Søgaard Rikke, Sørensen Jan, Waldorff Frans B, Eckermann Ane, Buss Dorte V, Phung Kieu T T, Waldemar Gunhild
CAST-Centre for Applied Health Services Research, University of Southern Denmark, Odense, Denmark.
BMJ Open. 2014 Jan 15;4(1):e004105. doi: 10.1136/bmjopen-2013-004105.

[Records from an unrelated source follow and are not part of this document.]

/*!
Ways to apply VSIDS (variable state independent decay sum) during during resolution-based analysis.

See [Understanding VSIDS branching heuristics in conflict-driven clause-learning sat solvers](https://arxiv.org/abs/1506.08905) for an overview of VSIDS.
*/

use std::str::FromStr;

/// Supported VSIDS variants.
#[derive(Clone, Copy, Debug, PartialEq, Eq, PartialOrd, Ord)]
#[allow(clippy::upper_case_acronyms)]
pub enum VSIDS {
    /// A variant which mimics the VSIDS used by [Chaff](https://dl.acm.org/doi/10.1145/378239.379017).\
    /// Every atom occurring in the learnt clause is bumped.
    Chaff,

    /// A variant which mimics the VSIDS used by [MiniSAT](https://link.springer.com/chapter/10.1007/978-3-540-24605-3_37).\
    /// Every atom occurring in some clause used during resolution (including the learnt clause) is bumped.
    MiniSAT,
}

impl VSIDS {
    pub const MIN: VSIDS = VSIDS::Chaff;
    pub const MAX: VSIDS = VSIDS::MiniSAT;
}

impl std::fmt::Display for VSIDS {
    fn fmt(&self, f: &mut std::fmt::Formatter<'_>) -> std::fmt::Result {
        match self {
            Self::Chaff => write!(f, "Chaff"),
            Self::MiniSAT => write!(f, "MiniSAT"),
        }
    }
}

impl FromStr for VSIDS {
    type Err = ();

    fn from_str(s: &str) -> Result<Self, Self::Err> {
        match s {
            "Chaff" | "chaff" => Ok(Self::Chaff),
            "MiniSAT" | "minisat" => Ok(Self::MiniSAT),
            _ => Err(()),
        }
    }
}
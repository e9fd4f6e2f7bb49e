/*!
Boolean constraint propagation.

# Overview

Propagation of a literal *l* inspects each clause watching -*l*, as those clauses may now assert some literal, or conflict with the valuation.

- For binary clauses, the other literal of the clause is stored with the watch:
  + If the other literal is true, nothing happens.
  + If the other literal has no value, it is asserted.
  + If the other literal is false, the clause conflicts with the valuation.
- For long clauses, the watches of the clause are revised with [update_watch](crate::db::clause::db_clause::DBClause::update_watch):
  + If some other literal is not false, it replaces -*l* as a watched literal.
  + Otherwise, the other watched literal is asserted, or the clause conflicts with the valuation.

Binary clauses are inspected first, as a conflict from a binary clause is found without access to the clause database.

A conflict is returned as an [error](BCPError::Conflict), with the key of the conflicting clause.

[propagate](GenericContext::propagate) applies BCP to every assignment on the trail which has not been propagated, until either every assignment has been propagated or a conflict is found.

# Watch lists

Long watch lists are taken from the watch database during BCP, and restored after.
Keys to removed clauses are dropped from the list when found.
*/

use crate::{
    context::GenericContext,
    db::clause::db_clause::WatchStatus,
    misc::log::targets::{self},
    structures::literal::{CLiteral, Literal},
    types::err::BCPError,
};

impl<R: rand::Rng + std::default::Default> GenericContext<R> {
    /// Propagates every assignment on the trail which has not been propagated.
    pub fn propagate(&mut self) -> Result<(), BCPError> {
        while let Some(literal) = self.atom_db.trail.next_to_propagate() {
            self.bcp(literal)?;
        }
        Ok(())
    }

    /// Propagates `literal`, which has been assigned.
    pub fn bcp(&mut self, literal: CLiteral) -> Result<(), BCPError> {
        // Binary clauses.
        for index in 0..self.watches.watchers_binary(&literal).len() {
            let watch = self.watches.watchers_binary(&literal)[index];

            match self.atom_db.value_of_literal(&watch.other) {
                Some(true) => {}
                Some(false) => {
                    log::trace!(target: targets::PROPAGATION, "Conflict on {literal} with {}", watch.key);
                    return Err(BCPError::Conflict(watch.key));
                }
                None => {
                    self.atom_db.assign(watch.other, Some(watch.key));
                }
            }
        }

        // Long clauses.
        let false_literal = literal.negate();
        let mut list = std::mem::take(self.watches.watchers_long(&literal));
        let mut kept = 0;
        let mut result = Ok(());

        let mut index = 0;
        while index < list.len() {
            let key = list[index];
            index += 1;

            let Ok(clause) = self.clause_db.get_long_mut(&key) else {
                log::trace!(target: targets::PROPAGATION, "Dropped watch of {key}");
                continue;
            };

            match clause.update_watch(false_literal, &self.atom_db) {
                WatchStatus::Satisfied => {
                    list[kept] = key;
                    kept += 1;
                }

                WatchStatus::Moved(watched) => {
                    if watched.atom() == literal.atom() {
                        result = Err(BCPError::CorruptWatch);
                        list[kept] = key;
                        kept += 1;
                        break;
                    }
                    self.watches.watch_long(&watched, key);
                }

                WatchStatus::Asserts(asserted) => {
                    list[kept] = key;
                    kept += 1;
                    self.atom_db.assign(asserted, Some(key));
                }

                WatchStatus::Conflict => {
                    list[kept] = key;
                    kept += 1;
                    log::trace!(target: targets::PROPAGATION, "Conflict on {literal} with {key}");
                    result = Err(BCPError::Conflict(key));
                    break;
                }
            }
        }

        // Keys after an early break are kept as is.
        while index < list.len() {
            list[kept] = list[index];
            kept += 1;
            index += 1;
        }
        list.truncate(kept);

        *self.watches.watchers_long(&literal) = list;
        result
    }
}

To assess the cost utility of early psychosocial intervention for patients with Alzheimer's disease and their primary caregivers.
Cost utility evaluation alongside a multicentre, randomised controlled trial with 3 years of follow-up.
Primary care and memory clinics in five Danish districts.
330 community-dwelling patients and their primary caregivers.
Psychosocial counselling and support lasting 8-12 months after diagnosis and follow-up at 3, 6, 12 and 36 months in the intervention group or follow-up only in the control group.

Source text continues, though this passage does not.